Stored data entries
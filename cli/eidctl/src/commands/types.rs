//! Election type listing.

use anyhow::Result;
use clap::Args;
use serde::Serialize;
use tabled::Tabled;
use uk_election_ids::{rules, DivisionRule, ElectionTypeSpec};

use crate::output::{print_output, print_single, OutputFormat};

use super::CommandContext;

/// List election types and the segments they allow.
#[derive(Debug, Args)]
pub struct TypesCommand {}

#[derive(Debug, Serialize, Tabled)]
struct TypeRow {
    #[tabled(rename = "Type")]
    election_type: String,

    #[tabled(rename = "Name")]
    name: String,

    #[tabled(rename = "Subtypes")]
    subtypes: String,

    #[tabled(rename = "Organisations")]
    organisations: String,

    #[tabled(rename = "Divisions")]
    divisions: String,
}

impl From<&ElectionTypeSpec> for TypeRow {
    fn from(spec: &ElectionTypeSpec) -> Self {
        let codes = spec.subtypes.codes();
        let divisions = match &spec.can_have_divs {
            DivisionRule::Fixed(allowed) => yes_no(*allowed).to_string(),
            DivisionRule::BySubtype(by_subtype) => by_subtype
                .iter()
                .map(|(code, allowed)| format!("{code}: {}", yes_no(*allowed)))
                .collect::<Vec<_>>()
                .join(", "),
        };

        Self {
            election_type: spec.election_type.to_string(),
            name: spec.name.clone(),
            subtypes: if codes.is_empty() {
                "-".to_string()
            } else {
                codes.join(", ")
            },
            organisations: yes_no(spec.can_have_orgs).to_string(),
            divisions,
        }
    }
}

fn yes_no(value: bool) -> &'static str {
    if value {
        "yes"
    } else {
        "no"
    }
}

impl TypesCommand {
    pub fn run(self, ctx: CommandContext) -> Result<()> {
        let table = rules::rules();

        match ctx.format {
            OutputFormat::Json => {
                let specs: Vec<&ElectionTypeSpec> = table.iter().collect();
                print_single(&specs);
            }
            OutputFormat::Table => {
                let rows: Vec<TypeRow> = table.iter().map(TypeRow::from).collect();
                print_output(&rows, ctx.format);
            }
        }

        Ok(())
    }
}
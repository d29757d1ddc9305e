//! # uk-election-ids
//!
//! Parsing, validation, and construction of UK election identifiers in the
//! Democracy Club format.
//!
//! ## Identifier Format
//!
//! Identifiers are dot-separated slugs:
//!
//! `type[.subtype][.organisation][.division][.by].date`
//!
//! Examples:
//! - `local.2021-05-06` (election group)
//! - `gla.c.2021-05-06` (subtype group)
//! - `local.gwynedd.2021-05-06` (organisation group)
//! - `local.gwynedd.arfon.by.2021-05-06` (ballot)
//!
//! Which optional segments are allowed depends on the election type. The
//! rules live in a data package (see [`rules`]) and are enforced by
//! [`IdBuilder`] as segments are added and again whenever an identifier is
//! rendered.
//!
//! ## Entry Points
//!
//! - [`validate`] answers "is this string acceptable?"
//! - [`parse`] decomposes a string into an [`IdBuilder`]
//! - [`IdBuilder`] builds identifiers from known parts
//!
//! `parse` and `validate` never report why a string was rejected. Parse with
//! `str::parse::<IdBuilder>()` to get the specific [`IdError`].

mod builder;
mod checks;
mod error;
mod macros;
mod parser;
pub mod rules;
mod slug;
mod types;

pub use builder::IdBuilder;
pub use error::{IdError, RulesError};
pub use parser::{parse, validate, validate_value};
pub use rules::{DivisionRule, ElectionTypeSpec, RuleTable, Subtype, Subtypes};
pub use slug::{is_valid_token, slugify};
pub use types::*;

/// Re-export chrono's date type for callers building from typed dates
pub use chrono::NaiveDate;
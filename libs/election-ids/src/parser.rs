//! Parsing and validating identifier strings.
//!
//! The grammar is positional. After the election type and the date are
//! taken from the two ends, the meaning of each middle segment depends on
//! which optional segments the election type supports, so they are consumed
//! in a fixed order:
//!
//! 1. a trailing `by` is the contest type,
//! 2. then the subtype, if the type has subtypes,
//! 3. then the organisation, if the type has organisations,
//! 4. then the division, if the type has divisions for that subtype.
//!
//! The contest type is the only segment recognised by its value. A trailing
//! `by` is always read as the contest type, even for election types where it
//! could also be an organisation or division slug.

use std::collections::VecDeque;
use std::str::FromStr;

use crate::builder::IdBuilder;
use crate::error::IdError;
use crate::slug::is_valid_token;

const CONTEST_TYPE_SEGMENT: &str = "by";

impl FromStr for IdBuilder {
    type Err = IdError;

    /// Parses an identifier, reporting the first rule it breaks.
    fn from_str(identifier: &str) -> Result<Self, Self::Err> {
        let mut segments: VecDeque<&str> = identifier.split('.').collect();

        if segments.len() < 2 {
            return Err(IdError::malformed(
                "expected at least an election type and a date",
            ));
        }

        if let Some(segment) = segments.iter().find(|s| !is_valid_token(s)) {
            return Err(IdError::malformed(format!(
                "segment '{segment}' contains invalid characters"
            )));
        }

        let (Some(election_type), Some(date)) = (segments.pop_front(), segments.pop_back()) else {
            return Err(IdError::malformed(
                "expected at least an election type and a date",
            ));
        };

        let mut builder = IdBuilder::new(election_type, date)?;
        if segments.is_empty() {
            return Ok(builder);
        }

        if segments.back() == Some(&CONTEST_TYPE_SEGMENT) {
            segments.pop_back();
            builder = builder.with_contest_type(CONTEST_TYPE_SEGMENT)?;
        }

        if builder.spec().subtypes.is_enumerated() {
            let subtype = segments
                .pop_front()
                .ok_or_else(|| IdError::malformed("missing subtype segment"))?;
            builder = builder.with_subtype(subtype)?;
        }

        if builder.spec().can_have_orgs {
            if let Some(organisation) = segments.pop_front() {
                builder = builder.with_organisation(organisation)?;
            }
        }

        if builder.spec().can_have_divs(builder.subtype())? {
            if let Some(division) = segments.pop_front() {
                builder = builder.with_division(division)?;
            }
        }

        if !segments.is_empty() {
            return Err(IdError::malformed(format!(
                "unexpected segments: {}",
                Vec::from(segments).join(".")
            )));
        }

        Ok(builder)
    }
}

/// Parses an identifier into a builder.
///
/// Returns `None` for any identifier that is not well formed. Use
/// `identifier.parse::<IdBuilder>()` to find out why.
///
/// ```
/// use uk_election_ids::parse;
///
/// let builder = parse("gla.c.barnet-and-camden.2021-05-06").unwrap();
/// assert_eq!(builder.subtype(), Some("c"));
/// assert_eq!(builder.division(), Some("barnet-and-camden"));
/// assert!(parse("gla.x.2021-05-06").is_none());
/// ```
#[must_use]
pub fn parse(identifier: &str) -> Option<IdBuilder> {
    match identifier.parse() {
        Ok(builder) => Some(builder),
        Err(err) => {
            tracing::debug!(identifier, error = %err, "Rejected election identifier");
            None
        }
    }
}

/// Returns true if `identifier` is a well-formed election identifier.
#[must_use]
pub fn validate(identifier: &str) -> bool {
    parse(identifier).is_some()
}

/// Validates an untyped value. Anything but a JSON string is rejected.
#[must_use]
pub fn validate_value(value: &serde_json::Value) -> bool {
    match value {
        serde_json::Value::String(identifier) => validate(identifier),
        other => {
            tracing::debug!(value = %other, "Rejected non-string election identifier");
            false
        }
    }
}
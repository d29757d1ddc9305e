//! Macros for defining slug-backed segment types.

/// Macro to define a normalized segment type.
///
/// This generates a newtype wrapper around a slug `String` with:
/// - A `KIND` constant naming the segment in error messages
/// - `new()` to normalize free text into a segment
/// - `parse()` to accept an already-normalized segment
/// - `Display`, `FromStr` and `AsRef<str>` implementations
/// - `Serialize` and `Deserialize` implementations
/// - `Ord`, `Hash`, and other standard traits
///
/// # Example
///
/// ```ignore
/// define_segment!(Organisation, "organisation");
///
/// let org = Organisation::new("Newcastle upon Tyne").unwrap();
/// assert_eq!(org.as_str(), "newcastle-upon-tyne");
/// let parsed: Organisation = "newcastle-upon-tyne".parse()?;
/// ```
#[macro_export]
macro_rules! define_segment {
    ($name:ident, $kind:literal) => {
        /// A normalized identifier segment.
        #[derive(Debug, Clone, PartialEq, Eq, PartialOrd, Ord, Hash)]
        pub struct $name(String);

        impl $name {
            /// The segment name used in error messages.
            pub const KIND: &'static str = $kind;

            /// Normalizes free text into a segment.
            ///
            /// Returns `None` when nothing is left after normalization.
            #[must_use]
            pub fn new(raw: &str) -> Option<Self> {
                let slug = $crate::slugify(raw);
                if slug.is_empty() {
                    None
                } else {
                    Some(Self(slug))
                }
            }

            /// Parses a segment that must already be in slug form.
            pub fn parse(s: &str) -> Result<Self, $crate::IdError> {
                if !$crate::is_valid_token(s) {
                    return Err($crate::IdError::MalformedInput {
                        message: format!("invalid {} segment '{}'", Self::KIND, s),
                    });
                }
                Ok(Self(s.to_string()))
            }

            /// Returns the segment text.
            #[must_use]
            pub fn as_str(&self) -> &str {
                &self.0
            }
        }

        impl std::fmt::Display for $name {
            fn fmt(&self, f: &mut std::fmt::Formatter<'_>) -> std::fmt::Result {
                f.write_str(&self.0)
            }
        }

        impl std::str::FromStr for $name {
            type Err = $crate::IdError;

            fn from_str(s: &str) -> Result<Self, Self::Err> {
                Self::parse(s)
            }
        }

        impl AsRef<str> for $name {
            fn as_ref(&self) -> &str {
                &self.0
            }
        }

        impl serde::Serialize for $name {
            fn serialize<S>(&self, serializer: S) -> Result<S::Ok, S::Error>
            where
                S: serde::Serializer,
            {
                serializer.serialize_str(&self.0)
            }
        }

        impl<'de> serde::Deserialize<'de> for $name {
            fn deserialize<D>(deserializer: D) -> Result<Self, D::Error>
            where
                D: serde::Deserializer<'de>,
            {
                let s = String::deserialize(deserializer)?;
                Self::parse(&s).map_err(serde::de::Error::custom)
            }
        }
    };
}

> **EXERCISE OBJECTIVE**
Please transcribe the records exactly from their first line through the line holding "use super::CommandContext;", and leave out all others.

> **RESPONSE**
filename cli/eidctl/src/commands/types.rs
//! Election type listing.

use anyhow::Result;
use clap::Args;
use serde::Serialize;
use tabled::Tabled;
use uk_election_ids::{rules, DivisionRule, ElectionTypeSpec};

use crate::output::{print_output, print_single, OutputFormat};

use super::CommandContext;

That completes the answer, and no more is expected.